Glencore is a very diversified natural resources company, but with that comes some challenges, because each of the commodities tends to have its own ERP system. We had a scenario where we had a very big regionalised spend spread across a number of different ERP systems – and we weren't in a place to do a single ERP rollout.
We had to find a solution, so we looked at the market and did a comparison of some of the key market leaders, and that landed on Coupa. It was really about bringing all of those different ERP systems and all of those different spends and different processes into one single space.
We had scenarios where we negotiated great contracts, but the same item that had a contract price was bought at different prices across all those business units. So, we really had a contract leakage issue, and that was the core of our business case around Coupa.
How does the Coupa platform lend itself to centralisation? What value have you already seen?

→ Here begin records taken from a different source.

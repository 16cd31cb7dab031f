//! Canonical analysis records.
//!
//! [`AnalysisSnapshot`] is the normalized view of a job at one poll tick.
//! Snapshots are only built by [`crate::normalize::normalize`], which
//! upholds the invariant that `error` is present iff the status is
//! [`AnalysisStatus::Failed`].

use indexmap::{IndexMap, IndexSet};
use serde::Serialize;

use crate::evidence::EvidenceItem;
use crate::stats::ClaimStats;

// ---------------------------------------------------------------------------
// Status enums
// ---------------------------------------------------------------------------

/// Lifecycle status reported by the backend for a job.
#[derive(Debug, Clone, Copy, PartialEq, Eq, Hash, Serialize)]
#[serde(rename_all = "snake_case")]
pub enum AnalysisStatus {
    Running,
    Completed,
    Failed,
}

impl AnalysisStatus {
    /// Parse a backend status string (case-insensitive).
    ///
    /// Returns `None` for anything unrecognized; callers decide the fallback.
    pub fn from_raw(raw: &str) -> Option<Self> {
        match raw.trim().to_ascii_lowercase().as_str() {
            "running" => Some(Self::Running),
            "completed" => Some(Self::Completed),
            "failed" => Some(Self::Failed),
            _ => None,
        }
    }

    pub fn as_str(self) -> &'static str {
        match self {
            Self::Running => "running",
            Self::Completed => "completed",
            Self::Failed => "failed",
        }
    }

    /// Whether polling stops once this status is observed.
    pub fn is_terminal(self) -> bool {
        !matches!(self, Self::Running)
    }
}

/// Per-claim verification outcome.
#[derive(Debug, Clone, Copy, PartialEq, Eq, Hash, Serialize)]
pub enum ClaimStatus {
    Verified,
    Contradicted,
    Unsubstantiated,
    Error,
}

impl ClaimStatus {
    /// Parse a verdict string (case-insensitive). Unknown values map to
    /// [`ClaimStatus::Error`].
    pub fn from_raw(raw: &str) -> Self {
        match raw.trim().to_ascii_lowercase().as_str() {
            "verified" => Self::Verified,
            "contradicted" => Self::Contradicted,
            "unsubstantiated" => Self::Unsubstantiated,
            _ => Self::Error,
        }
    }
}

// ---------------------------------------------------------------------------
// Records
// ---------------------------------------------------------------------------

/// The backend's verdict on one sustainability claim.
#[derive(Debug, Clone, PartialEq, Serialize)]
pub struct ClaimVerdict {
    pub claim: String,
    pub synthesis: String,
    pub status: ClaimStatus,
}

/// A claim as extracted from the company's own reports, before verification.
#[derive(Debug, Clone, PartialEq, Eq, Serialize)]
pub struct ExtractedClaim {
    pub text: String,
    /// Where in the source material the claim was found.
    pub reference: Option<String>,
}

/// A report excerpt retrieved from the backend's document store.
#[derive(Debug, Clone, PartialEq, Eq, Serialize)]
pub struct RetrievedDoc {
    pub page_content: String,
    pub source: Option<String>,
    /// Page label; numeric pages are rendered as strings.
    pub page: Option<String>,
}

/// Normalized view of an analysis job at one poll tick.
#[derive(Debug, Clone, PartialEq, Serialize)]
pub struct AnalysisSnapshot {
    pub(crate) status: AnalysisStatus,
    pub(crate) claims: Vec<ClaimVerdict>,
    pub(crate) evidence_by_claim: IndexMap<String, Vec<EvidenceItem>>,
    pub(crate) score: Option<f64>,
    pub(crate) summary: Option<String>,
    pub(crate) themes: IndexSet<String>,
    pub(crate) error: Option<String>,
    pub(crate) extracted_claims: Vec<ExtractedClaim>,
    pub(crate) search_queries: Vec<String>,
    pub(crate) retrieved_docs: Vec<RetrievedDoc>,
}

impl AnalysisSnapshot {
    pub fn status(&self) -> AnalysisStatus {
        self.status
    }

    /// Claim verdicts in backend order.
    pub fn claims(&self) -> &[ClaimVerdict] {
        &self.claims
    }

    /// Evidence grouped by claim text, in first-seen order.
    pub fn evidence_by_claim(&self) -> &IndexMap<String, Vec<EvidenceItem>> {
        &self.evidence_by_claim
    }

    /// Evidence for a single claim, if any was gathered.
    pub fn evidence_for(&self, claim_text: &str) -> Option<&[EvidenceItem]> {
        self.evidence_by_claim.get(claim_text).map(Vec::as_slice)
    }

    /// Greenwash score on the 0-10 scale. Only meaningful once completed.
    pub fn score(&self) -> Option<f64> {
        self.score
    }

    pub fn summary(&self) -> Option<&str> {
        self.summary.as_deref()
    }

    pub fn themes(&self) -> &IndexSet<String> {
        &self.themes
    }

    /// Backend failure reason. Present iff the status is `failed`.
    pub fn error(&self) -> Option<&str> {
        self.error.as_deref()
    }

    pub fn extracted_claims(&self) -> &[ExtractedClaim] {
        &self.extracted_claims
    }

    pub fn search_queries(&self) -> &[String] {
        &self.search_queries
    }

    pub fn retrieved_docs(&self) -> &[RetrievedDoc] {
        &self.retrieved_docs
    }

    /// Verdict counts, computed from [`Self::claims`] on every call.
    pub fn claim_stats(&self) -> ClaimStats {
        ClaimStats::from_claims(&self.claims)
    }
}

#[cfg(test)]
mod tests {
    use super::*;

    #[test]
    fn analysis_status_parses_case_insensitively() {
        assert_eq!(AnalysisStatus::from_raw("running"), Some(AnalysisStatus::Running));
        assert_eq!(AnalysisStatus::from_raw(" Completed "), Some(AnalysisStatus::Completed));
        assert_eq!(AnalysisStatus::from_raw("FAILED"), Some(AnalysisStatus::Failed));
        assert_eq!(AnalysisStatus::from_raw("queued"), None);
    }

    #[test]
    fn only_running_is_non_terminal() {
        assert!(!AnalysisStatus::Running.is_terminal());
        assert!(AnalysisStatus::Completed.is_terminal());
        assert!(AnalysisStatus::Failed.is_terminal());
    }

    #[test]
    fn claim_status_unknown_maps_to_error() {
        assert_eq!(ClaimStatus::from_raw("Verified"), ClaimStatus::Verified);
        assert_eq!(ClaimStatus::from_raw("contradicted"), ClaimStatus::Contradicted);
        assert_eq!(ClaimStatus::from_raw("Unsubstantiated"), ClaimStatus::Unsubstantiated);
        assert_eq!(ClaimStatus::from_raw("Partially true"), ClaimStatus::Error);
        assert_eq!(ClaimStatus::from_raw(""), ClaimStatus::Error);
    }

    #[test]
    fn status_serializes_snake_case() {
        let json = serde_json::to_value(AnalysisStatus::Completed).unwrap();
        assert_eq!(json, "completed");
        assert_eq!(AnalysisStatus::Failed.as_str(), "failed");
    }
}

It really brought us to the next level of maturity. We now have regional sourcing teams in place — strategic teams that look at spend trends across the market and negotiate these great multi-year contracts.
We have high contract compliance and very low leakage across those agreements, because we manage the data and the spend in a central place rather than depending on different ERP teams to upload and manage that data. It hasn't done the work for us, but it's been a great enabler to that maturity that we've been looking for.
“Luckily we had Coupa at the time, which enabled us to weather that storm. ”
I'd love to hear a specific example of when having Coupa added more value to the business.
There are a lot of examples. Before Coupa we were pretty paper-based. The pandemic came along and of course we had to push people out of the office.
Luckily we had Coupa at the time, which enabled us to weather that storm. People worked remotely and we didn't have any issues with suppliers engaging us, because they were doing it electronically through the system – something we had never done before.
That was a great example of the opportunity Coupa brings.
Going through a transformation like this can be daunting and a lot of people may be sitting on the fence. What would you say to anyone who is hesitating?
When we were going through this, we were also quite tentative and cautious ourselves. But when you really start putting it together, the business case is very easy to make.
Look at your data; make sure you understand where the issues lie – contract leakage, for instance. I'm sure you'll find it if you are on an ERP system and not on cloud software.
Make sure you're really looking in detail at some of those trends in your data. Once you fully understand the data, you'll see the business case pretty clearly.